Звонко щёлкнула об ограничитель задвижка, толкнул дверь от себя, застыл в проёме, глядя на отскочившего в сторону Андрея.
— Осторожно! Убьёшь ведь! Проспал? Стучу тебе, стучу, уже подумал, что ты без меня в роту ушёл. Подъём, соня, труба зовёт! — и тут же резко перескочил на другую тему. — А неплохо мы вчера посидели! Я утром вообще голову еле-еле оторвал от подушки. Эх, скорее бы до столовой добраться, до кваса, во рту словно птицы гнездо свили да нагадили. Ты что, так и будешь столбом стоять? Поторапливайся, дружище, поспешить нужно.
Друг бесцеремонно отодвинул меня плечом в сторону, протиснулся в комнату, обдавая меня при этом знакомым всем и сразу узнаваемым ароматом свежего утреннего одеколона и несвежим выхлопом похмелья.
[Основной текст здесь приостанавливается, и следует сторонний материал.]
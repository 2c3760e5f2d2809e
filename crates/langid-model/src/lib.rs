//! langid Model
//!
//! fastText marshaling for language identification: model loading, named
//! model registry, corpus preparation, supervised training, and held-out
//! evaluation.
//!
//! The classification model itself — character n-gram hashing, embedding
//! averaging, softmax — is implemented entirely inside the external fastText
//! library. This crate converts strings to and from its formats and drives
//! its training and inference calls; it contains no model mathematics.

pub mod dataset;
pub mod eval;
pub mod model;
pub mod registry;
pub mod train;

pub use dataset::{load_csv, train_test_split, write_lines};
pub use eval::{evaluate, EvalReport};
pub use model::LanguageModel;
pub use registry::ModelRegistry;
pub use train::{train_supervised, TrainParams};
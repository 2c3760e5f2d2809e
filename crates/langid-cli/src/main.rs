//! langid CLI
//!
//! Command-line entry points around the fastText language identification
//! models: a `train` pipeline that turns a labelled CSV corpus into a
//! saved model, and a `repl` for interactively testing one.

use clap::{Parser, Subcommand};
use tracing_subscriber::{layer::SubscriberExt, util::SubscriberInitExt};

mod repl;
mod train;

#[derive(Parser, Debug)]
#[command(name = "langid")]
#[command(author, version, about = "fastText language identification toolkit")]
#[command(propagate_version = true)]
struct Cli {
    #[command(subcommand)]
    command: Commands,
}

#[derive(Subcommand, Debug)]
enum Commands {
    /// Train a model from a labelled CSV corpus and evaluate it
    Train(train::TrainOpts),

    /// Load a model and test it interactively from the terminal
    Repl(repl::ReplOpts),
}

fn main() -> anyhow::Result<()> {
    let cli = Cli::parse();

    match cli.command {
        Commands::Train(opts) => {
            init_logging(opts.verbose);
            train::run(opts)
        }
        Commands::Repl(opts) => {
            init_logging(opts.verbose);
            repl::run(opts)
        }
    }
}

fn init_logging(verbose: bool) {
    let filter = if verbose {
        "langid=debug,langid_model=debug"
    } else {
        "langid=info,langid_model=warn"
    };

    tracing_subscriber::registry()
        .with(
            tracing_subscriber::EnvFilter::try_from_default_env()
                .unwrap_or_else(|_| filter.into()),
        )
        .with(tracing_subscriber::fmt::layer())
        .init();
}
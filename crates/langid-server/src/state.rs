//! Shared application state

use crate::config::ServerConfig;
use langid_model::ModelRegistry;
use metrics_exporter_prometheus::PrometheusHandle;
use std::sync::Arc;

/// Shared application state
#[derive(Clone)]
pub struct AppState {
    /// Server configuration
    pub config: Arc<ServerConfig>,

    /// Models loaded at startup
    pub registry: Arc<ModelRegistry>,

    /// Handle for rendering Prometheus metrics
    pub metrics: PrometheusHandle,
}

impl AppState {
    pub fn new(config: ServerConfig, registry: ModelRegistry, metrics: PrometheusHandle) -> Self {
        Self {
            config: Arc::new(config),
            registry: Arc::new(registry),
            metrics,
        }
    }
}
Похоже, не одного меня такая мысль посетила. Андрей принюхался, уловил запах витающего в комнате перегара и скривился.
— Хоть бы окно на ночь открыл. А я гляжу, нет тебя внизу и нет. Решил вот поторопить. Да ты что столбом застыл? Собирайся, собирайся, Серж, в столовую опоздаем. А там квас на столах. Холодненький такой и с пузырьками. В нос так и стреляет. — Голос Андрея приобрёл мечтательные нотки, он даже глаза невольно зажмурил.
Я тоже непроизвольно сглотнул сухим горлом от такой заманчивой картинки, скривился от раздавшегося, как показалось, скрежета. Да, кваску сейчас холодненького не помешало бы выпить. Кружечки две так. Залпом. Или три. Вчера за день помещение так от солнечных лучей прогрелось, что всю ночь дышать нечем было.
— Ну так открой, если тебя не затруднит. Пусть и правда хоть немного комната проветрится.
И я снова засуетился. Только на этот раз расторопно и уже почти без лишних эмоций быстро собрался, предварительно умывшись и побрившись на два счёта. И руки не дрожали, и даже не порезался при этом удивительном процессе. Впрочем, почему-то я вообще ни разу при бритье не резался, с самого первого раза, как здесь оказался и лезвие в руки самостоятельно взял. Тут самое главное, режущих движений лезвием не допускать, тогда и будет всё отлично. Вот как у меня сейчас. А, вообще, если правду, конечно, говорить, то я все тонкости этого дела подсмотрел у того санитара, что меня в госпитале брил. Как оказалось чуть позже — ничего сложного, твёрдая рука нужна, и всё.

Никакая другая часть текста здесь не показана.